Es besteht vorliegend auch ein besonderes öffentliches Interesse an der sofortigen Vollziehung der angefochtenen Verfügung. Denn im Falle einer Maßnahme zur Abwehr von Gefahren für Leib und Leben anderer Menschen oder Tiere überwiegt aufgrund des überragend hohen Stellenwertes dieser Rechtsgüter grundsätzlich das Vollziehungsinteresse.
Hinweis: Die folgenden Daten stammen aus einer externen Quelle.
impl<P: ProviderService> ProviderTester<P> {
    #[allow(missing_docs)]
    pub fn new(provider: P) -> Self {
        Self { provider }
    }

    /// The wrapped provider.
    pub fn provider(&self) -> &P {
        &self.provider
    }

    #[allow(missing_docs)]
    pub fn schema(&self) -> ProviderSchema {
        self.provider.schema()
    }

    /// Resource type names, sorted.
    pub fn resource_types(&self) -> Vec<String> {
        self.provider.metadata().resources
    }

    #[allow(missing_docs)]
    pub async fn validate_provider_config(&self, config: Value) -> Result<(), TestError> {
        errors_only(self.provider.validate_provider_config(config).await?)
    }

    #[allow(missing_docs)]
    pub async fn configure(&self, config: Value) -> Result<(), TestError> {
        errors_only(self.provider.configure(config).await?)
    }

    #[allow(missing_docs)]
    pub async fn validate_resource_config(
        &self,
        resource_type: &str,
        config: Value,
    ) -> Result<(), TestError> {
        errors_only(
            self.provider
                .validate_resource_config(resource_type, config)
                .await?,
        )
    }

    /// Plan with no prior state; `config` doubles as the proposed state.
    pub async fn plan_create(
        &self,
        resource_type: &str,
        config: Value,
    ) -> Result<PlanResult, ProviderError> {
        self.plan(resource_type, None, config.clone(), config).await
    }

    /// Plan `config` against `prior_state`.
    pub async fn plan_update(
        &self,
        resource_type: &str,
        prior_state: Value,
        config: Value,
    ) -> Result<PlanResult, ProviderError> {
        self.plan(resource_type, Some(prior_state), config.clone(), config)
            .await
    }

    /// Plan a destroy: the configuration is null.
    pub async fn plan_delete(
        &self,
        resource_type: &str,
        prior_state: Value,
    ) -> Result<PlanResult, ProviderError> {
        self.plan(resource_type, Some(prior_state), Value::Null, Value::Null)
            .await
    }

    #[allow(missing_docs)]
    pub async fn plan(
        &self,
        resource_type: &str,
        prior_state: Option<Value>,
        proposed_state: Value,
        config: Value,
    ) -> Result<PlanResult, ProviderError> {
        self.provider
            .plan(resource_type, prior_state, proposed_state, config)
            .await
    }

    #[allow(missing_docs)]
    pub async fn create(
        &self,
        resource_type: &str,
        planned: Value,
    ) -> Result<Value, ProviderError> {
        self.provider.create(resource_type, planned).await
    }

    #[allow(missing_docs)]
    pub async fn read(&self, resource_type: &str, state: Value) -> Result<Value, ProviderError> {
        self.provider.read(resource_type, state).await
    }

    #[allow(missing_docs)]
    pub async fn update(
        &self,
        resource_type: &str,
        prior_state: Value,
        planned: Value,
    ) -> Result<Value, ProviderError> {
        self.provider
            .update(resource_type, prior_state, planned)
            .await
    }

    #[allow(missing_docs)]
    pub async fn delete(&self, resource_type: &str, state: Value) -> Result<(), ProviderError> {
        self.provider.delete(resource_type, state).await
    }

    #[allow(missing_docs)]
    pub async fn import_resource(
        &self,
        resource_type: &str,
        id: &str,
    ) -> Result<Vec<ImportedResource>, ProviderError> {
        self.provider.import_resource(resource_type, id).await
    }

    /// Plan, create, then read back. Returns the refreshed state.
    pub async fn lifecycle_create(
        &self,
        resource_type: &str,
        config: Value,
    ) -> Result<Value, ProviderError> {
        let plan = self.plan_create(resource_type, config).await?;
        let created = self.create(resource_type, plan.planned_state).await?;
        self.read(resource_type, created).await
    }

    /// Plan against `prior_state` and apply the plan, then read back.
    ///
    /// A plan without changes applies nothing. A plan requiring replacement
    /// deletes the old resource and creates a new one.
    pub async fn lifecycle_update(
        &self,
        resource_type: &str,
        prior_state: Value,
        config: Value,
    ) -> Result<Value, ProviderError> {
        let plan = self
            .plan_update(resource_type, prior_state.clone(), config)
            .await?;

        let applied = if !plan.has_changes() {
            prior_state
        } else if plan.requires_replace {
            self.delete(resource_type, prior_state).await?;
            self.create(resource_type, plan.planned_state).await?
        } else {
            self.update(resource_type, prior_state, plan.planned_state)
                .await?
        };
        self.read(resource_type, applied).await
    }

    /// Plan a destroy, then delete.
    pub async fn lifecycle_delete(
        &self,
        resource_type: &str,
        state: Value,
    ) -> Result<(), ProviderError> {
        let plan = self.plan_delete(resource_type, state.clone()).await?;
        if !plan.planned_state.is_null() {
            return Err(ProviderError::InvalidRequest(format!(
                "destroy plan for {} kept a planned state",
                resource_type
            )));
        }
        self.delete(resource_type, state).await
    }

    /// Create, update, then delete. Returns the state after the update.
    pub async fn lifecycle_crud(
        &self,
        resource_type: &str,
        initial_config: Value,
        updated_config: Value,
    ) -> Result<Value, ProviderError> {
        let created = self.lifecycle_create(resource_type, initial_config).await?;
        let updated = self
            .lifecycle_update(resource_type, created, updated_config)
            .await?;
        self.lifecycle_delete(resource_type, updated.clone()).await?;
        Ok(updated)
    }
}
Im Falle eines begründeten Gefahrenverdachts darf nicht erst der Ausgang des u.U. langwierigen Hauptsacheverfahrens abgewartet und währenddessen die potentielle weitere Gefährdung dieser Rechtsgüter in Kauf genommen werden. Die für das Tier und seinen Halter mit dem Leinen und Maulkorbzwang verbundenen Beeinträchtigungen haben demgegenüber bei weitem geringeres Gewicht.

Die Kammer weist vorsorglich darauf hin, dass der Antrag aus diesem Grunde selbst dann unbegründet wäre, wenn man den Ausgang des Hauptsacheverfahrens entgegen den obigen Ausführungen gegenwärtig noch als offen ansehen wollte.

Der Beklagte hat das öffentliche Vollziehungsinteresse in dem angefochtenen Bescheid auch zutreffend begründet (vgl. § 80 Abs. 3 S. 1 VwGO).

Die Kostenentscheidung beruht auf § 154 Abs. 1 VwGO, die Streitwertfestsetzung auf §§ 39 ff., 52 f. GKG (n.F.).